“Traveling – it leaves you speechless, then turns you into a storyteller.”
– Ibn Battuta
As a young Alabama resident, my traveling experiences were limited. This is not a sly affront to my parents – it is a statement of fact. My parents were not raised having experienced a lot of traveling – my mother has only visited three cities that are considered world class. Atlanta. Washington DC. Mexico City. My father has visited only Atlanta. Prior to graduating from high school, I had only visited three or four states – Alabama, Georgia, and Florida.
As a child and adolescent, my family and I went on vacations to Florida. These family excursions were done with my paternal relatives – visiting Panama City on the Gulf Coast and driving down to Orlando to visit Disney World. There were times we drove to Atlanta from East Alabama to visit, again, paternal relatives. During the late 1990s we would venture as far north as Huntsville to visit my sister who moved there for college. I did not leave the Deep South until 2001 – visiting Southern California. Flying not defunct Continental Airlines, my engineering cohort and I visited a National Society of Black of Engineers’ Conference held in Orange County. These were the days I pursued an electrical engineering major at the University of Alabama – an endeavor I later realized clashed with my educational goals and personality.
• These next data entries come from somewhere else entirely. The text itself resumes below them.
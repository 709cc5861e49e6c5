//! Application configuration loaded from environment variables.

use std::path::PathBuf;

use anyhow::bail;

use crate::attachment::DEFAULT_UPLOAD_URL_PREFIX;

/// Application configuration.
#[derive(Debug, Clone)]
pub struct Config {
    /// Server bind address (e.g., "0.0.0.0:8080").
    pub bind_addr: String,

    /// Directory of the sled post database.
    pub db_path: PathBuf,

    /// Directory served under `/static`.
    pub static_dir: PathBuf,

    /// Directory uploads are written to.
    pub upload_dir: PathBuf,

    /// URL prefix uploads are served from.
    pub upload_url_prefix: String,

    /// Site name shown in page titles and the footer.
    pub site_name: String,

    /// Threads per board index page.
    pub posts_per_page: usize,

    /// Maximum accepted request body for submissions, in bytes.
    pub max_upload_bytes: usize,
}

impl Config {
    /// Load configuration from environment variables.
    ///
    /// Optional:
    /// - `BOARD_BIND_ADDR`: Server bind address (default: "0.0.0.0:8080")
    /// - `BOARD_DB_PATH`: sled database directory (default: "my_db")
    /// - `BOARD_STATIC_DIR`: Static file root (default: "./static")
    /// - `UPLOAD_DIR`: Upload directory (default: "<static dir>/uploads")
    /// - `BOARD_UPLOAD_URL_PREFIX`: Upload URL prefix (default: "/static/uploads")
    /// - `BOARD_SITE_NAME`: Site name (default: "tinyboard")
    /// - `BOARD_POSTS_PER_PAGE`: Threads per index page (default: 30)
    /// - `BOARD_MAX_UPLOAD_BYTES`: Submission body limit (default: 10 MiB)
    pub fn from_env() -> anyhow::Result<Self> {
        let bind_addr =
            std::env::var("BOARD_BIND_ADDR").unwrap_or_else(|_| "0.0.0.0:8080".to_string());

        let db_path = PathBuf::from(
            std::env::var("BOARD_DB_PATH").unwrap_or_else(|_| "my_db".to_string()),
        );

        let static_dir = PathBuf::from(
            std::env::var("BOARD_STATIC_DIR").unwrap_or_else(|_| "./static".to_string()),
        );

        let upload_dir = std::env::var("UPLOAD_DIR")
            .map(PathBuf::from)
            .unwrap_or_else(|_| static_dir.join("uploads"));

        let upload_url_prefix = std::env::var("BOARD_UPLOAD_URL_PREFIX")
            .unwrap_or_else(|_| DEFAULT_UPLOAD_URL_PREFIX.to_string())
            .trim_end_matches('/')
            .to_string();

        let site_name =
            std::env::var("BOARD_SITE_NAME").unwrap_or_else(|_| "tinyboard".to_string());

        let posts_per_page = parse_var("BOARD_POSTS_PER_PAGE", 30)?;
        if posts_per_page == 0 {
            bail!("BOARD_POSTS_PER_PAGE must be greater than zero");
        }

        let max_upload_bytes = parse_var("BOARD_MAX_UPLOAD_BYTES", 10 * 1024 * 1024)?;

        tracing::info!(
            bind_addr = %bind_addr,
            db_path = %db_path.display(),
            static_dir = %static_dir.display(),
            upload_dir = %upload_dir.display(),
            upload_url_prefix = %upload_url_prefix,
            site_name = %site_name,
            posts_per_page,
            max_upload_bytes,
            "board configuration loaded"
        );

        Ok(Self {
            bind_addr,
            db_path,
            static_dir,
            upload_dir,
            upload_url_prefix,
            site_name,
            posts_per_page,
            max_upload_bytes,
        })
    }
}

fn parse_var(key: &str, default: usize) -> anyhow::Result<usize> {
    match std::env::var(key) {
        Ok(raw) => raw
            .trim()
            .parse()
            .map_err(|e| anyhow::anyhow!("invalid {key} {raw:?}: {e}")),
        Err(_) => Ok(default),
    }
}
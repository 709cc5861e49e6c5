//! Shared HTML components used by the board and thread pages.
//!
//! These are maud functions that return `Markup` fragments for composition
//! into full pages.

use maud::{DOCTYPE, Markup, PreEscaped, html};

use crate::attachment::{ACCEPTED_EXTENSIONS, AttachmentKind};
use crate::post::{MESSAGE_MAX_CHARS, TITLE_MAX_CHARS};
use crate::view::PostView;

/// Inline CSS for all board pages.
pub const PAGE_CSS: &str = r#"
*{box-sizing:border-box}
:root{--bg:#eef2ff;--fg:#111;--fg2:#555;--accent:#34345c;--border:#b7c5d9}
body{font-family:arial,helvetica,sans-serif;font-size:14px;color:var(--fg);background:var(--bg);margin:0;padding:1rem}
main{max-width:860px;margin:0 auto}
a{color:var(--accent)}
hr{border:none;border-top:1px solid var(--border);margin:1rem 0}
.post-form,.reply-form{display:inline-block;padding:.5rem;background:#d6daf0;border:1px solid var(--border)}
.post-form input[type=text],.reply-form input[type=text]{width:16rem}
.post-form textarea,.reply-form textarea{width:24rem;height:6rem}
.back-link{display:inline-block;margin-bottom:.75rem}
.reply-link{float:right;font-size:.85rem}
.post h3,.original-post h3{color:#0f0c5d;margin:.5rem 0 .25rem}
.reply h4{margin:.5rem 0 .25rem;color:var(--fg2)}
.message{white-space:pre-wrap;word-break:break-word;margin:.25rem 0}
.media{display:block;margin:.25rem 0}
img.media,video.media{object-fit:contain;background:#000}
.pagination-links{display:flex;gap:1rem}
.footer{text-align:center;margin-top:2rem;font-size:.8rem;color:var(--fg2)}
"#;

/// Inline CSS for error pages.
pub const ERROR_CSS: &str = r#"
*{margin:0;padding:0;box-sizing:border-box}
body{font-family:arial,helvetica,sans-serif;display:flex;justify-content:center;align-items:center;min-height:100vh;background:#eef2ff;color:#111;padding:1rem}
.error-page{text-align:center;max-width:400px}
.error-page h1{font-size:1.5rem;margin-bottom:.75rem}
.error-page p{color:#555;margin-bottom:1rem;line-height:1.5}
.error-page a{color:#34345c}
"#;

/// Fallback text inside `<video>` for clients without video support.
pub const VIDEO_FALLBACK: &str = "Your browser does not support the video tag.";

/// Fallback text inside `<audio>` for clients without audio support.
pub const AUDIO_FALLBACK: &str = "Your browser does not support the audio element.";

/// Edge length of the fixed box images and videos are displayed in.
const MEDIA_BOX_PX: u32 = 200;

/// Render the full HTML page shell.
pub fn page_shell(title: &str, site_name: &str, body_content: Markup) -> Markup {
    html! {
        (DOCTYPE)
        html lang="en" {
            head {
                meta charset="utf-8";
                meta name="viewport" content="width=device-width, initial-scale=1";
                title { (title) " - " (site_name) }
                style { (PreEscaped(PAGE_CSS)) }
            }
            body {
                main { (body_content) }
                footer class="footer" { (site_name) }
            }
        }
    }
}

/// Render the submission form.
///
/// With a `parent_id` the form posts a reply to that thread, otherwise it
/// starts a new thread.
pub fn post_form(parent_id: Option<&str>) -> Markup {
    let class = if parent_id.is_some() {
        "reply-form"
    } else {
        "post-form"
    };

    html! {
        form action="/submit" method="post" enctype="multipart/form-data" class=(class) {
            @if let Some(id) = parent_id {
                input type="hidden" name="parent_id" value=(id);
            }
            input type="text" name="title" placeholder="Title" maxlength=(TITLE_MAX_CHARS) required;
            br;
            textarea name="message" placeholder="Message" maxlength=(MESSAGE_MAX_CHARS) required {}
            br;
            input type="file" name="file" accept=(ACCEPTED_EXTENSIONS);
            br;
            button type="submit" { "Submit" }
        }
    }
}

/// Render the media element for a post's attachment.
///
/// Dispatches once on the cached [`AttachmentKind`]; posts without an
/// attachment render nothing.
pub fn attachment_media(view: &PostView, upload_prefix: &str) -> Markup {
    if !view.attachment.is_present() {
        return html! {};
    }
    let url = view.attachment_url(upload_prefix).unwrap_or_default();
    let mime = view.attachment.mime_type();

    html! {
        @match &view.attachment {
            AttachmentKind::None => {}
            AttachmentKind::Image => {
                img class="media" src=(url) width=(MEDIA_BOX_PX) height=(MEDIA_BOX_PX) alt="Image";
            }
            AttachmentKind::Video { .. } => {
                video class="media" width=(MEDIA_BOX_PX) height=(MEDIA_BOX_PX) controls="" {
                    source src=(url) type=[mime];
                    (VIDEO_FALLBACK)
                }
            }
            AttachmentKind::Audio => {
                audio class="media" controls="" {
                    source src=(url) type=[mime];
                    (AUDIO_FALLBACK)
                }
            }
            AttachmentKind::Generic => {
                a class="media" href=(url) { "Download file" }
            }
        }
    }
}

/// Render the message body of a post.
pub fn message(text: &str) -> Markup {
    html! {
        p class="message" { (text) }
    }
}

#[cfg(test)]
mod tests {
    use super::*;
    use crate::post::Post;

    fn view_with_file(file: Option<&str>) -> PostView {
        PostView::root(Post {
            id: "1".to_string(),
            parent_id: None,
            title: Some("t".to_string()),
            message: "m".to_string(),
            file: file.map(str::to_string),
            timestamp: 0,
        })
    }

    fn media(file: Option<&str>) -> String {
        attachment_media(&view_with_file(file), "/static/uploads").into_string()
    }

    #[test]
    fn media_none_is_empty() {
        assert_eq!(media(None), "");
    }

    #[test]
    fn media_image() {
        let html = media(Some("pic.png"));
        assert!(html.starts_with("<img"));
        assert!(html.contains(r#"src="/static/uploads/pic.png""#));
        assert!(html.contains(r#"width="200""#));
        assert!(html.contains(r#"height="200""#));
    }

    #[test]
    fn media_video_uses_extension_subtype() {
        let html = media(Some("clip.webm"));
        assert!(html.contains("<video"));
        assert!(html.contains(r#"type="video/webm""#));
        assert!(html.contains(VIDEO_FALLBACK));
    }

    #[test]
    fn media_audio_is_mpeg() {
        let html = media(Some("song.mp3"));
        assert!(html.contains("<audio"));
        assert!(html.contains(r#"type="audio/mpeg""#));
        assert!(html.contains(AUDIO_FALLBACK));
    }

    #[test]
    fn media_generic_is_download_link() {
        let html = media(Some("archive.zip"));
        assert!(html.contains(r#"href="/static/uploads/archive.zip""#));
        assert!(html.contains("Download file"));
        assert!(!html.contains("<img"));
        assert!(!html.contains("<video"));
    }

    #[test]
    fn media_escapes_filename() {
        let html = media(Some("x\"onerror=\"alert(1).png"));
        assert!(!html.contains(r#""onerror=""#));
        assert!(html.contains("&quot;"));
    }

    #[test]
    fn reply_form_carries_parent_id() {
        let html = post_form(Some("abc")).into_string();
        assert!(html.contains(r#"name="parent_id" value="abc""#));
        assert!(html.contains(r#"class="reply-form""#));
        assert!(html.contains(r#"maxlength="15""#));
        assert!(html.contains(r#"maxlength="100000""#));
        assert!(html.contains(r#"accept=".jpg,.gif,.png,.mp3,.mp4,.webm,.webp""#));
    }

    #[test]
    fn thread_form_has_no_parent_id() {
        let html = post_form(None).into_string();
        assert!(!html.contains("parent_id"));
        assert!(html.contains(r#"class="post-form""#));
    }

    #[test]
    fn message_is_escaped() {
        let html = message("<script>alert(1)</script>").into_string();
        assert!(html.contains("&lt;script&gt;"));
        assert!(!html.contains("<script>"));
    }
}
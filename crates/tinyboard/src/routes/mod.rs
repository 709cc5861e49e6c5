//! Route definitions for the board service.
//!
//! ## Routes
//!
//! - `GET /` - Board index (`?page=N`)
//! - `GET /post/{id}` - Thread page
//! - `POST /submit` - New thread or reply (multipart form)
//! - `GET /static/...` - Static files and uploads
//! - `GET /health` - Health check (JSON)

mod board;
mod health;
mod submit;
mod thread;

use axum::Router;
use axum::extract::DefaultBodyLimit;
use axum::http::{HeaderMap, HeaderValue, StatusCode, header};
use axum::response::{IntoResponse, Response};
use axum::routing::{get, post};
use tower_http::services::ServeDir;

use crate::state::AppState;

/// Build the complete board router.
pub fn router(state: AppState) -> Router {
    let static_dir = state.config.static_dir.clone();
    let body_limit = state.config.max_upload_bytes;

    Router::new()
        .route("/", get(board::board_page))
        .route("/post/{id}", get(thread::thread_page))
        .route(
            "/submit",
            post(submit::submit_post).layer(DefaultBodyLimit::max(body_limit)),
        )
        .route("/health", get(health::health_check))
        .nest_service("/static", ServeDir::new(static_dir))
        .with_state(state)
}

/// Build an HTML response with security headers and an ETag.
fn html_response(html: String) -> Response {
    let mut headers = HeaderMap::new();

    headers.insert(
        header::CONTENT_TYPE,
        HeaderValue::from_static("text/html; charset=utf-8"),
    );
    headers.insert(
        header::X_CONTENT_TYPE_OPTIONS,
        HeaderValue::from_static("nosniff"),
    );
    headers.insert(header::X_FRAME_OPTIONS, HeaderValue::from_static("DENY"));

    // ETag (xxHash of content)
    let hash = xxhash_rust::xxh3::xxh3_64(html.as_bytes());
    let etag = format!("\"{}\"", hex_fmt::HexFmt(&hash.to_be_bytes()));
    if let Ok(val) = HeaderValue::from_str(&etag) {
        headers.insert(header::ETAG, val);
    }

    (StatusCode::OK, headers, html).into_response()
}

#[cfg(test)]
mod tests {
    use super::*;

    use axum::body::Body;
    use axum::http::Request;
    use http_body_util::BodyExt;
    use tower::ServiceExt;

    use crate::config::Config;
    use crate::post::Post;
    use crate::store::PostStore;

    pub(super) fn test_config(static_dir: &std::path::Path) -> Config {
        Config {
            bind_addr: "127.0.0.1:0".to_string(),
            db_path: static_dir.join("db"),
            static_dir: static_dir.to_path_buf(),
            upload_dir: static_dir.join("uploads"),
            upload_url_prefix: "/static/uploads".to_string(),
            site_name: "tinyboard".to_string(),
            posts_per_page: 2,
            max_upload_bytes: 1024 * 1024,
        }
    }

    pub(super) fn test_state(static_dir: &std::path::Path) -> AppState {
        std::fs::create_dir_all(static_dir.join("uploads")).unwrap();
        AppState::with_store(test_config(static_dir), PostStore::temporary().unwrap())
    }

    pub(super) async fn body_string(response: Response) -> String {
        let bytes = response.into_body().collect().await.unwrap().to_bytes();
        String::from_utf8(bytes.to_vec()).unwrap()
    }

    pub(super) fn root_post(id: &str, title: &str, file: Option<&str>, timestamp: u64) -> Post {
        Post {
            id: id.to_string(),
            parent_id: None,
            title: Some(title.to_string()),
            message: format!("message {id}"),
            file: file.map(str::to_string),
            timestamp,
        }
    }

    #[test]
    fn html_response_headers() {
        let response = html_response("<p>hi</p>".to_string());
        assert_eq!(response.status(), StatusCode::OK);
        let headers = response.headers();
        assert_eq!(
            headers.get(header::CONTENT_TYPE).unwrap(),
            "text/html; charset=utf-8"
        );
        assert_eq!(headers.get(header::X_FRAME_OPTIONS).unwrap(), "DENY");
        assert!(headers.get(header::ETAG).is_some());
    }

    #[test]
    fn etag_is_stable() {
        let a = html_response("same".to_string());
        let b = html_response("same".to_string());
        assert_eq!(a.headers().get(header::ETAG), b.headers().get(header::ETAG));
    }

    #[tokio::test]
    async fn serves_uploads_from_static_dir() {
        let tmp = tempfile::TempDir::new().unwrap();
        let state = test_state(tmp.path());
        std::fs::write(tmp.path().join("uploads/pic.png"), b"png bytes").unwrap();

        let response = router(state)
            .oneshot(
                Request::builder()
                    .uri("/static/uploads/pic.png")
                    .body(Body::empty())
                    .unwrap(),
            )
            .await
            .unwrap();

        assert_eq!(response.status(), StatusCode::OK);
        assert_eq!(body_string(response).await, "png bytes");
    }
}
Seventeen years later – married to a guy, having earned three degrees, and residing in the Pacific Northwest – I have done a tremendous amount of traveling yet not quite enough. Yes, I am very grateful for my experiences to date and fully understand the privilege and imagination I have in being able to plan and take additional trips. I have visited 46 of 50 states – with Alaska, Hawaii, Kansas, and Oklahoma remaining. My passport has been stamped by three foreign nations – a paltry number including Mexico, Chile, and Argentina. Having recently gotten my DNA results from AncestryDNA, Larry, select relatives and I are planning to visit nations on the African continent and throughout Western Europe.
Traveling is exhilarating and educational. No book, on-line course, or college lecture could have taught me something of the things I have learned while traveling domestically or internationally. No culture or norm, from my experience, are better or worse than the others. They are simply different, which is not a $2 way of saying wrong. Sure, some norms and customs are universal – others vary by state line let alone international borders.
Easy example, an act considered common courtesy in Mississippi – holding the door for someone, especially a woman – is interpreted as a nuisance in New York. Public displays of affection are very commonplace in Mexico (at least from my experiences in Mexico City) while this varies wildly across the United States. One experience I had with Argentines is that of their being standoffish – something that may be attributable to my American citizenship, being a stranger irrespective of nationality, someone who appears to have questions they are uninterested in answering, not being a big deal – everyone simply minds their own business.
All I know is I am a more self-aware, mindful, and informed person having visited the many places I have. Leaving with thousands of pictures in tow – worth a thousand words, you know – I wish to share them.